盡管這種不對勁在兩年之前再次和對方重逢時何明皓就體會過一遍……

他印象中的沈雨澤脾氣謙和、斯文理智,可當時來報道的“沈雨澤”像是換了個人,仿佛渾身上下都是刺兒,毛毛躁躁,又時常魂不守舍。

這就罷了,關鍵是剛開始一起上課做研究時,對方的表現簡直像個白癡,什麽都不懂,什麽都不會,何明皓有一陣子都懷疑這家夥是不是被魂穿了……

而據“沈雨澤”自己的解釋,貌似是暑假時不小心出了個車禍,被車撞了腦袋,忘了些東西。

何明皓聽了能怎麽辦呢,他也很絕望啊,他之前和沈雨澤發短信時都發那麽肉麻的話了,自然只能把他當好朋友,不離不棄、勞心勞力地幫助他。

這情況直到一年後才慢慢穩定,但即便如此,何明皓還是覺得對方跟自己第一印象中有一些差別。

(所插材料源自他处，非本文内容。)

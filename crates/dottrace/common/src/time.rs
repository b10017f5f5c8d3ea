// Dottrace
// Copyright (C) 2025 Synerthink

// This program is free software: you can redistribute it and/or modify
// it under the terms of the GNU Affero General Public License as published by
// the Free Software Foundation, either version 3 of the License, or
// (at your option) any later version.

// This program is distributed in the hope that it will be useful,
// but WITHOUT ANY WARRANTY; without even the implied warranty of
// MERCHANTABILITY or FITNESS FOR A PARTICULAR PURPOSE.  See the
// GNU Affero General Public License for more details.

// You should have received a copy of the GNU Affero General Public License
// along with this program.  If not, see <http://www.gnu.org/licenses/>.

use serde::{Deserialize, Serialize};

/// Trace-relative timestamp in nanoseconds.
///
/// Events and intervals are ordered by this value; it is never interpreted
/// as wall-clock time.
pub type Timestamp = i64;

/// A closed `[start, end]` time range.
#[derive(Debug, Clone, Copy, PartialEq, Eq, Hash, Serialize, Deserialize)]
pub struct TimeRange {
    /// Inclusive range start
    pub start: Timestamp,
    /// Inclusive range end
    pub end: Timestamp,
}

impl TimeRange {
    /// Creates a new range. `start` must not be greater than `end`.
    pub fn new(start: Timestamp, end: Timestamp) -> Self {
        debug_assert!(start <= end, "inverted time range {start}..{end}");
        Self { start, end }
    }

    /// Whether `t` falls inside this range, bounds included.
    pub fn contains(&self, t: Timestamp) -> bool {
        self.start <= t && t <= self.end
    }

    /// Whether the two ranges share at least one timestamp.
    pub fn intersects(&self, other: &TimeRange) -> bool {
        self.start <= other.end && other.start <= self.end
    }

    /// Range length in nanoseconds.
    pub fn duration(&self) -> i64 {
        self.end - self.start
    }
}

#[cfg(test)]
mod tests {
    use super::*;

    #[test]
    fn test_contains_bounds() {
        let range = TimeRange::new(10, 20);
        assert!(range.contains(10));
        assert!(range.contains(20));
        assert!(!range.contains(9));
        assert!(!range.contains(21));
    }

    #[test]
    fn test_intersects() {
        let range = TimeRange::new(10, 20);
        assert!(range.intersects(&TimeRange::new(20, 30)));
        assert!(range.intersects(&TimeRange::new(0, 10)));
        assert!(range.intersects(&TimeRange::new(12, 15)));
        assert!(!range.intersects(&TimeRange::new(21, 30)));
    }

    #[test]
    fn test_duration() {
        assert_eq!(TimeRange::new(5, 25).duration(), 20);
        assert_eq!(TimeRange::new(7, 7).duration(), 0);
    }
}
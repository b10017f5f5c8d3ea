// Dottrace
// Copyright (C) 2025 Synerthink

// This program is free software: you can redistribute it and/or modify
// it under the terms of the GNU Affero General Public License as published by
// the Free Software Foundation, either version 3 of the License, or
// (at your option) any later version.

// This program is distributed in the hope that it will be useful,
// but WITHOUT ANY WARRANTY; without even the implied warranty of
// MERCHANTABILITY or FITNESS FOR A PARTICULAR PURPOSE.  See the
// GNU Affero General Public License for more details.

// You should have received a copy of the GNU Affero General Public License
// along with this program.  If not, see <http://www.gnu.org/licenses/>.

use dottrace_common::Timestamp;
use serde::{Deserialize, Serialize};
use std::collections::BTreeMap;
use std::fmt;

/// Value carried by one segment content field.
#[derive(Debug, Clone, PartialEq, Eq, Serialize, Deserialize)]
pub enum SegmentValue {
    /// String payload
    Str(String),
    /// Numeric payload
    Num(i64),
}

impl fmt::Display for SegmentValue {
    fn fmt(&self, f: &mut fmt::Formatter<'_>) -> fmt::Result {
        match self {
            SegmentValue::Str(value) => write!(f, "{value}"),
            SegmentValue::Num(value) => write!(f, "{value}"),
        }
    }
}

/// A named, time-bounded record derived from the interval store.
///
/// Segments are immutable once appended to a store; consumers share them
/// by `Arc`.
#[derive(Debug, Clone, PartialEq, Eq, Serialize, Deserialize)]
pub struct Segment {
    /// Segment name, e.g. the category it was derived from
    pub name: String,
    /// Inclusive start time
    pub start: Timestamp,
    /// Inclusive end time
    pub end: Timestamp,
    /// Key/value content attached at derivation time
    pub content: BTreeMap<String, SegmentValue>,
}

impl Segment {
    /// Creates a segment without content fields.
    pub fn new(name: impl Into<String>, start: Timestamp, end: Timestamp) -> Self {
        Self {
            name: name.into(),
            start,
            end,
            content: BTreeMap::new(),
        }
    }

    /// Adds one content field, builder style.
    pub fn with_content(mut self, key: impl Into<String>, value: SegmentValue) -> Self {
        self.content.insert(key.into(), value);
        self
    }

    /// Segment length in nanoseconds.
    pub fn duration(&self) -> i64 {
        self.end - self.start
    }

    /// Content rendered as `key=value` pairs, comma separated.
    pub fn content_string(&self) -> String {
        self.content
            .iter()
            .map(|(key, value)| format!("{key}={value}"))
            .collect::<Vec<_>>()
            .join(", ")
    }
}

#[cfg(test)]
mod tests {
    use super::*;

    #[test]
    fn test_content_string_is_sorted_by_key() {
        let segment = Segment::new("req", 0, 10)
            .with_content("count", SegmentValue::Num(3))
            .with_content("actor", SegmentValue::Str("alpha".into()));
        assert_eq!(segment.content_string(), "actor=alpha, count=3");
        assert_eq!(segment.duration(), 10);
    }
}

何明皓主動跟對方碰了碰杯子,緩聲道:“沈雨澤,到底出什麽事兒啦?跟哥們說說?”

對面的人垂着眼睛,仿若自言自語般低聲道:“你知道麽,他就是這樣,坐在我面前,騙我喝酒,把我灌醉……”

何明皓一頭霧水:“你在說誰?”

沈霁雲擡起發紅的眼眶,直勾勾地看着何明皓。

他沒哭,但他的表情像是比哭還要難受,看得何明皓一顆心也狠狠地揪了起來。

接着沈霁雲回答道:“我弟弟,沈雨澤。”

何明皓一怔,不确定地問:“誰?什麽弟弟?沈雨澤不是你嗎?”

沈霁雲勾起一個苦澀的笑容:“不,我是他的雙胞胎哥哥,沈霁雲。”

何明皓徹底傻在了那裏。

沈霁雲又開了一罐啤酒,仰頭往嘴裏倒了半瓶,紅着眼睛道:“他把我灌醉後,冒領了本該降落在我身上的命運……所以我來到了這裏,代替他上學……”

他哭喪着臉,又難過地笑了一下,不知道是清醒的,還是已經醉了。